Questa immanenza creativa sperimentale si ritrova anche negli scritti del filosofo Gilles Deleuze. Quest’ultimo però si rivolge alla “sensazione” come statuto necessario, oggettivo, dell’atto creativo (Francis Bacon, logica della sensazione). L’atto creativo avviene attraverso la sensazione, o meglio la sensazione in quanto evento, agisce sul corpo (che qui non va inteso come oggetto) operando delle vere e proprie deformazioni che si determinano in stati di intensità e in soglie di prossimità tra l’uomo e l’animale. Allo stesso modo la forma della sensazione rifugge dalla narrazione o dall’illustrazione per essere un composto di forze che prorompe all’interno di un rapporto di piani colorati che si intersecano tra loro (questo vale per Bacon ma anche per tutta l’arte contemporanea in generale). La pittura o in generale l’arte, ha con la sensazione un rapporto “intensivo” che gli consente di sfuggire da ogni stabilità conclamata di significati assoluti e immutabili.
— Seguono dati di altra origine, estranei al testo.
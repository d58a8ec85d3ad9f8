use anyhow::Result;
use serde::Deserialize;

use crate::shrink::ShrinkConfig;

#[derive(Debug, Default, Deserialize)]
#[serde(default)]
pub struct Config {
    pub shrink: ShrinkConfig,
}

impl Config {
    /// Load settings from a TOML file. A missing file falls back to the
    /// defaults, so the tool works without any configuration on disk.
    pub fn load(path: &str) -> Result<Self> {
        let settings = config::Config::builder()
            .add_source(config::File::with_name(path).required(false))
            .build()?;

        Ok(settings.try_deserialize()?)
    }
}

#[cfg(test)]
mod tests {
    use super::*;

    #[test]
    fn test_missing_file_yields_defaults() {
        let cfg = Config::load("config/does-not-exist").unwrap();
        assert_eq!(cfg.shrink.max_window_chars, 4000);
        assert_eq!(cfg.shrink.target_segment_count, 20);
    }
}
use std::fmt;
use std::sync::LazyLock;

use regex::Regex;
use serde::Serialize;
use tracing::debug;

use super::ConvertError;

/// How many leading non-empty lines are sampled for detection.
pub const DETECTION_SAMPLE_LINES: usize = 50;

/// Transcript shapes the converter understands.
#[derive(Debug, Clone, Copy, PartialEq, Eq, Serialize)]
pub enum TranscriptFormat {
    /// A bare "MM:SS.ss" timestamp on its own line, then a speaker-name
    /// line, then dialog lines (common Mac transcription-app export)
    TimestampSpeakerDialog,

    /// "HH:MM:SS - HH:MM:SS" time-range line followed by text
    TimeRange,

    /// "MM:SS text" / "H:MM:SS text" timestamp-prefixed lines (the shape
    /// the shrinker's own renderer emits)
    PlainTimestamp,
}

impl fmt::Display for TranscriptFormat {
    fn fmt(&self, f: &mut fmt::Formatter<'_>) -> fmt::Result {
        let name = match self {
            TranscriptFormat::TimestampSpeakerDialog => "timestamp/speaker/dialog",
            TranscriptFormat::TimeRange => "time-range",
            TranscriptFormat::PlainTimestamp => "plain-timestamp",
        };
        write!(f, "{}", name)
    }
}

/// One detection rule: a line pattern and the minimum number of sampled
/// lines that must match before the rule may win.
struct FormatRule {
    format: TranscriptFormat,
    pattern: &'static LazyLock<Regex>,
    min_matches: usize,
}

static BARE_TIMESTAMP: LazyLock<Regex> =
    LazyLock::new(|| Regex::new(r"^\d{1,2}:\d{2}(?::\d{2})?\.\d{1,2}$").unwrap());

static TIME_RANGE: LazyLock<Regex> = LazyLock::new(|| {
    Regex::new(r"^\d{1,2}:\d{2}:\d{2}\s*-\s*\d{1,2}:\d{2}:\d{2}\b").unwrap()
});

static TIMESTAMP_PREFIX: LazyLock<Regex> =
    LazyLock::new(|| Regex::new(r"^\d{1,2}:\d{2}(?::\d{2})?(?:\.\d{1,2})?\s+\S").unwrap());

/// Ordered rule table. On a match-count tie, the earlier rule wins; the
/// more specific shapes come first. Range lines are sparser than dialog
/// lines, so that rule's floor is lower.
static RULES: &[FormatRule] = &[
    FormatRule {
        format: TranscriptFormat::TimestampSpeakerDialog,
        pattern: &BARE_TIMESTAMP,
        min_matches: 3,
    },
    FormatRule {
        format: TranscriptFormat::TimeRange,
        pattern: &TIME_RANGE,
        min_matches: 2,
    },
    FormatRule {
        format: TranscriptFormat::PlainTimestamp,
        pattern: &TIMESTAMP_PREFIX,
        min_matches: 3,
    },
];

/// Detect the transcript's format by scoring each rule against the first
/// `DETECTION_SAMPLE_LINES` non-empty lines. The rule with the most
/// matching lines wins, provided it clears its own minimum.
pub fn detect_format(text: &str) -> Result<TranscriptFormat, ConvertError> {
    let sample: Vec<&str> = text
        .lines()
        .map(str::trim)
        .filter(|l| !l.is_empty())
        .take(DETECTION_SAMPLE_LINES)
        .collect();

    let mut best: Option<(TranscriptFormat, usize)> = None;

    for rule in RULES {
        let matches = sample.iter().filter(|l| rule.pattern.is_match(l)).count();
        debug!("Format rule {} matched {} lines", rule.format, matches);

        if matches >= rule.min_matches {
            match best {
                Some((_, best_count)) if matches <= best_count => {}
                _ => best = Some((rule.format, matches)),
            }
        }
    }

    match best {
        Some((format, count)) => {
            debug!("Detected {} format ({} matching lines)", format, count);
            Ok(format)
        }
        None => Err(ConvertError::UnknownFormat {
            sampled: sample.len(),
        }),
    }
}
Si tratta piuttosto di metamorfosi a cui la pittura sottende, essendo un composto di sensazioni in continuo divenire (si passa da una sensazione all’altra e ciò che affiora sul corpo dell’opera sono quelle forze che altrimenti rimarrebbero latenti, inoltre “se c’è somiglianza” con un oggetto o una figura “lo si deve solo al fatto che la sensazione si rapporta al suo materiale…”, colore, pietra, marmo, legno, tela e non a ciò che rappresenta). Gli effetti di superficie, esseri incorporei a cui Deleuze fa riferimento, non appartengono all’Idea ( qui intesa come IDEA Platonica) poiché rispetto ad essa incarnano la DIFFERENZA: questi effetti si riscoprono sulla superficie delle cose come “eventi incorporei” non generati dall’Idea, ma differenti rispetto ad essa (il rosso lanoso del tappeto, oppure il verdeggiare del prato). Sono effetti che agiscono in superficie ed eludono tanto l’Uno ,che li vorrebbe subordinati ad esso, tanto l’Essere che li vorrebbe immutabili. Piuttosto è alla materia che bisogna dar conto. È dalle crepe, dall’impercettibile spostamento di massa, dalle diafane apparenze cromatiche che nasce la possibilità stessa di espressività dei corpi. Come ci fa notare Merleau-Ponty è inutile avventurarci nella profondità delle cose poiché appare evidente come l’esperienza estetica, attraverso l’unione della sensazione e del concetto, si possa esperire per mezzo dell’esperienza stessa( di ciò che accade in superficie) e non attraverso ciò che la rende possibile.
Angelo D’Amato
* FLASH ART, anno XXIV, numero 160 Febbraio/marzo 1991.
* Deleuze – Guattari, “CHE COS’E’ LA FILOSOFIA”, Einaudi, Torino, 1996.